→ RECORDS PROVIDED
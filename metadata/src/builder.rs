//! MetaDataBuilder for constructing an immutable MetaData.

use crate::{
    infer_relationship_type, Direction, EntityDescriptor, EntityFactory, EntityKind, MetaData,
    PropertyField, RelationshipField,
};
use std::collections::HashMap;
use thiserror::Error;

/// Errors that can occur during metadata construction.
#[derive(Debug, Error, PartialEq)]
pub enum MetaDataError {
    #[error("Duplicate entity type: {0}")]
    DuplicateType(String),

    #[error("Entity type {0} declares no identity field")]
    MissingIdentity(String),

    #[error("Relationship entity {name} declares no {endpoint} node field")]
    MissingEndpoint { name: String, endpoint: &'static str },

    #[error("Field {owner}.{field} targets unknown entity type: {target}")]
    UnknownTargetType {
        owner: String,
        field: String,
        target: String,
    },
}

/// Result type for metadata construction.
pub type MetaDataResult<T> = Result<T, MetaDataError>;

/// Builder for constructing an immutable MetaData.
#[derive(Debug, Default)]
pub struct MetaDataBuilder {
    /// Descriptors being built, in declaration order.
    descriptors: Vec<EntityDescriptor>,
    /// Type name to descriptor index.
    names: HashMap<String, usize>,
}

impl MetaDataBuilder {
    /// Create a new builder.
    pub fn new() -> Self {
        Self::default()
    }

    /// Add a node entity. Without an explicit label the type name is used.
    pub fn add_node_entity(
        &mut self,
        name: impl Into<String>,
        factory: EntityFactory,
    ) -> EntityBuilder<'_> {
        EntityBuilder::new(self, name.into(), None, factory)
    }

    /// Add a relationship entity of the given relationship type.
    pub fn add_relationship_entity(
        &mut self,
        name: impl Into<String>,
        rel_type: impl Into<String>,
        factory: EntityFactory,
    ) -> EntityBuilder<'_> {
        EntityBuilder::new(self, name.into(), Some(rel_type.into()), factory)
    }

    /// Build the immutable MetaData.
    ///
    /// Relationship fields whose target is a relationship entity take that
    /// entity's relationship type.
    pub fn build(self) -> MetaDataResult<MetaData> {
        let rel_types: HashMap<String, String> = self
            .descriptors
            .iter()
            .filter_map(|d| d.rel_type().map(|t| (d.name.clone(), t.to_string())))
            .collect();

        let mut descriptors = self.descriptors;
        for descriptor in &mut descriptors {
            for field in &mut descriptor.relationships {
                if !self.names.contains_key(&field.target_type) {
                    return Err(MetaDataError::UnknownTargetType {
                        owner: descriptor.name.clone(),
                        field: field.name.clone(),
                        target: field.target_type.clone(),
                    });
                }
                if let Some(rel_type) = rel_types.get(&field.target_type) {
                    field.rel_type = rel_type.clone();
                }
            }
        }

        Ok(MetaData::new(descriptors))
    }
}

/// Builder for one entity descriptor.
pub struct EntityBuilder<'a> {
    builder: &'a mut MetaDataBuilder,
    name: String,
    rel_type: Option<String>,
    labels: Vec<String>,
    identity_field: Option<String>,
    properties: Vec<PropertyField>,
    relationships: Vec<RelationshipField>,
    start_field: Option<String>,
    end_field: Option<String>,
    factory: EntityFactory,
}

impl<'a> EntityBuilder<'a> {
    fn new(
        builder: &'a mut MetaDataBuilder,
        name: String,
        rel_type: Option<String>,
        factory: EntityFactory,
    ) -> Self {
        Self {
            builder,
            name,
            rel_type,
            labels: Vec::new(),
            identity_field: None,
            properties: Vec::new(),
            relationships: Vec::new(),
            start_field: None,
            end_field: None,
            factory,
        }
    }

    /// Add a node label. The first label added is the primary one.
    pub fn label(mut self, label: impl Into<String>) -> Self {
        self.labels.push(label.into());
        self
    }

    /// Set the identity field.
    pub fn identity(mut self, field: impl Into<String>) -> Self {
        self.identity_field = Some(field.into());
        self
    }

    /// Add a property stored under its field name.
    pub fn property(mut self, field: impl Into<String>) -> Self {
        self.properties.push(PropertyField::new(field));
        self
    }

    /// Add a property stored under a different graph property name.
    pub fn property_as(mut self, field: impl Into<String>, property_name: impl Into<String>) -> Self {
        self.properties.push(PropertyField::renamed(field, property_name));
        self
    }

    /// Add an unannotated relationship field: the type is inferred from the
    /// field name and the direction is undirected.
    pub fn relationship(mut self, field: impl Into<String>, target: impl Into<String>) -> Self {
        let field = field.into();
        self.relationships.push(RelationshipField {
            rel_type: infer_relationship_type(&field),
            name: field,
            direction: Direction::Undirected,
            target_type: target.into(),
        });
        self
    }

    /// Add a relationship field with an explicit type and direction.
    pub fn relationship_with(
        mut self,
        field: impl Into<String>,
        rel_type: impl Into<String>,
        direction: Direction,
        target: impl Into<String>,
    ) -> Self {
        self.relationships.push(RelationshipField {
            name: field.into(),
            rel_type: rel_type.into(),
            direction,
            target_type: target.into(),
        });
        self
    }

    /// Set the start node field of a relationship entity.
    pub fn start(mut self, field: impl Into<String>) -> Self {
        self.start_field = Some(field.into());
        self
    }

    /// Set the end node field of a relationship entity.
    pub fn end(mut self, field: impl Into<String>) -> Self {
        self.end_field = Some(field.into());
        self
    }

    /// Finish building this entity.
    pub fn done(self) -> MetaDataResult<()> {
        if self.builder.names.contains_key(&self.name) {
            return Err(MetaDataError::DuplicateType(self.name));
        }

        let identity_field = match self.identity_field {
            Some(field) => field,
            None => return Err(MetaDataError::MissingIdentity(self.name)),
        };

        let kind = match self.rel_type {
            Some(rel_type) => {
                if self.start_field.is_none() {
                    return Err(MetaDataError::MissingEndpoint {
                        name: self.name,
                        endpoint: "start",
                    });
                }
                if self.end_field.is_none() {
                    return Err(MetaDataError::MissingEndpoint {
                        name: self.name,
                        endpoint: "end",
                    });
                }
                EntityKind::Relationship { rel_type }
            }
            None => {
                let mut labels = self.labels;
                if labels.is_empty() {
                    labels.push(self.name.clone());
                }
                EntityKind::Node { labels }
            }
        };

        let descriptor = EntityDescriptor {
            name: self.name.clone(),
            kind,
            identity_field,
            properties: self.properties,
            relationships: self.relationships,
            start_field: self.start_field,
            end_field: self.end_field,
            factory: self.factory,
        };

        let index = self.builder.descriptors.len();
        self.builder.descriptors.push(descriptor);
        self.builder.names.insert(self.name, index);

        Ok(())
    }
}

→ WHAT YOU HAVE TO DO
The answer should contain every line of the data, unchanged.

→ TASK ANSWER
filename metadata/src/builder.rs
//! MetaDataBuilder for constructing an immutable MetaData.

use crate::{
    infer_relationship_type, Direction, EntityDescriptor, EntityFactory, EntityKind, MetaData,
    PropertyField, RelationshipField,
};
use std::collections::HashMap;
use thiserror::Error;

/// Errors that can occur during metadata construction.
#[derive(Debug, Error, PartialEq)]
pub enum MetaDataError {
    #[error("Duplicate entity type: {0}")]
    DuplicateType(String),

    #[error("Entity type {0} declares no identity field")]
    MissingIdentity(String),

    #[error("Relationship entity {name} declares no {endpoint} node field")]
    MissingEndpoint { name: String, endpoint: &'static str },

    #[error("Field {owner}.{field} targets unknown entity type: {target}")]
    UnknownTargetType {
        owner: String,
        field: String,
        target: String,
    },
}

/// Result type for metadata construction.
pub type MetaDataResult<T> = Result<T, MetaDataError>;

/// Builder for constructing an immutable MetaData.
#[derive(Debug, Default)]
pub struct MetaDataBuilder {
    /// Descriptors being built, in declaration order.
    descriptors: Vec<EntityDescriptor>,
    /// Type name to descriptor index.
    names: HashMap<String, usize>,
}

impl MetaDataBuilder {
    /// Create a new builder.
    pub fn new() -> Self {
        Self::default()
    }

    /// Add a node entity. Without an explicit label the type name is used.
    pub fn add_node_entity(
        &mut self,
        name: impl Into<String>,
        factory: EntityFactory,
    ) -> EntityBuilder<'_> {
        EntityBuilder::new(self, name.into(), None, factory)
    }

    /// Add a relationship entity of the given relationship type.
    pub fn add_relationship_entity(
        &mut self,
        name: impl Into<String>,
        rel_type: impl Into<String>,
        factory: EntityFactory,
    ) -> EntityBuilder<'_> {
        EntityBuilder::new(self, name.into(), Some(rel_type.into()), factory)
    }

    /// Build the immutable MetaData.
    ///
    /// Relationship fields whose target is a relationship entity take that
    /// entity's relationship type.
    pub fn build(self) -> MetaDataResult<MetaData> {
        let rel_types: HashMap<String, String> = self
            .descriptors
            .iter()
            .filter_map(|d| d.rel_type().map(|t| (d.name.clone(), t.to_string())))
            .collect();

        let mut descriptors = self.descriptors;
        for descriptor in &mut descriptors {
            for field in &mut descriptor.relationships {
                if !self.names.contains_key(&field.target_type) {
                    return Err(MetaDataError::UnknownTargetType {
                        owner: descriptor.name.clone(),
                        field: field.name.clone(),
                        target: field.target_type.clone(),
                    });
                }
                if let Some(rel_type) = rel_types.get(&field.target_type) {
                    field.rel_type = rel_type.clone();
                }
            }
        }

        Ok(MetaData::new(descriptors))
    }
}

/// Builder for one entity descriptor.
pub struct EntityBuilder<'a> {
    builder: &'a mut MetaDataBuilder,
    name: String,
    rel_type: Option<String>,
    labels: Vec<String>,
    identity_field: Option<String>,
    properties: Vec<PropertyField>,
    relationships: Vec<RelationshipField>,
    start_field: Option<String>,
    end_field: Option<String>,
    factory: EntityFactory,
}

impl<'a> EntityBuilder<'a> {
    fn new(
        builder: &'a mut MetaDataBuilder,
        name: String,
        rel_type: Option<String>,
        factory: EntityFactory,
    ) -> Self {
        Self {
            builder,
            name,
            rel_type,
            labels: Vec::new(),
            identity_field: None,
            properties: Vec::new(),
            relationships: Vec::new(),
            start_field: None,
            end_field: None,
            factory,
        }
    }

    /// Add a node label. The first label added is the primary one.
    pub fn label(mut self, label: impl Into<String>) -> Self {
        self.labels.push(label.into());
        self
    }

    /// Set the identity field.
    pub fn identity(mut self, field: impl Into<String>) -> Self {
        self.identity_field = Some(field.into());
        self
    }

    /// Add a property stored under its field name.
    pub fn property(mut self, field: impl Into<String>) -> Self {
        self.properties.push(PropertyField::new(field));
        self
    }

    /// Add a property stored under a different graph property name.
    pub fn property_as(mut self, field: impl Into<String>, property_name: impl Into<String>) -> Self {
        self.properties.push(PropertyField::renamed(field, property_name));
        self
    }

    /// Add an unannotated relationship field: the type is inferred from the
    /// field name and the direction is undirected.
    pub fn relationship(mut self, field: impl Into<String>, target: impl Into<String>) -> Self {
        let field = field.into();
        self.relationships.push(RelationshipField {
            rel_type: infer_relationship_type(&field),
            name: field,
            direction: Direction::Undirected,
            target_type: target.into(),
        });
        self
    }

    /// Add a relationship field with an explicit type and direction.
    pub fn relationship_with(
        mut self,
        field: impl Into<String>,
        rel_type: impl Into<String>,
        direction: Direction,
        target: impl Into<String>,
    ) -> Self {
        self.relationships.push(RelationshipField {
            name: field.into(),
            rel_type: rel_type.into(),
            direction,
            target_type: target.into(),
        });
        self
    }

    /// Set the start node field of a relationship entity.
    pub fn start(mut self, field: impl Into<String>) -> Self {
        self.start_field = Some(field.into());
        self
    }

    /// Set the end node field of a relationship entity.
    pub fn end(mut self, field: impl Into<String>) -> Self {
        self.end_field = Some(field.into());
        self
    }

    /// Finish building this entity.
    pub fn done(self) -> MetaDataResult<()> {
        if self.builder.names.contains_key(&self.name) {
            return Err(MetaDataError::DuplicateType(self.name));
        }

        let identity_field = match self.identity_field {
            Some(field) => field,
            None => return Err(MetaDataError::MissingIdentity(self.name)),
        };

        let kind = match self.rel_type {
            Some(rel_type) => {
                if self.start_field.is_none() {
                    return Err(MetaDataError::MissingEndpoint {
                        name: self.name,
                        endpoint: "start",
                    });
                }
                if self.end_field.is_none() {
                    return Err(MetaDataError::MissingEndpoint {
                        name: self.name,
                        endpoint: "end",
                    });
                }
                EntityKind::Relationship { rel_type }
            }
            None => {
                let mut labels = self.labels;
                if labels.is_empty() {
                    labels.push(self.name.clone());
                }
                EntityKind::Node { labels }
            }
        };

        let descriptor = EntityDescriptor {
            name: self.name.clone(),
            kind,
            identity_field,
            properties: self.properties,
            relationships: self.relationships,
            start_field: self.start_field,
            end_field: self.end_field,
            factory: self.factory,
        };

        let index = self.builder.descriptors.len();
        self.builder.descriptors.push(descriptor);
        self.builder.names.insert(self.name, index);

        Ok(())
    }
}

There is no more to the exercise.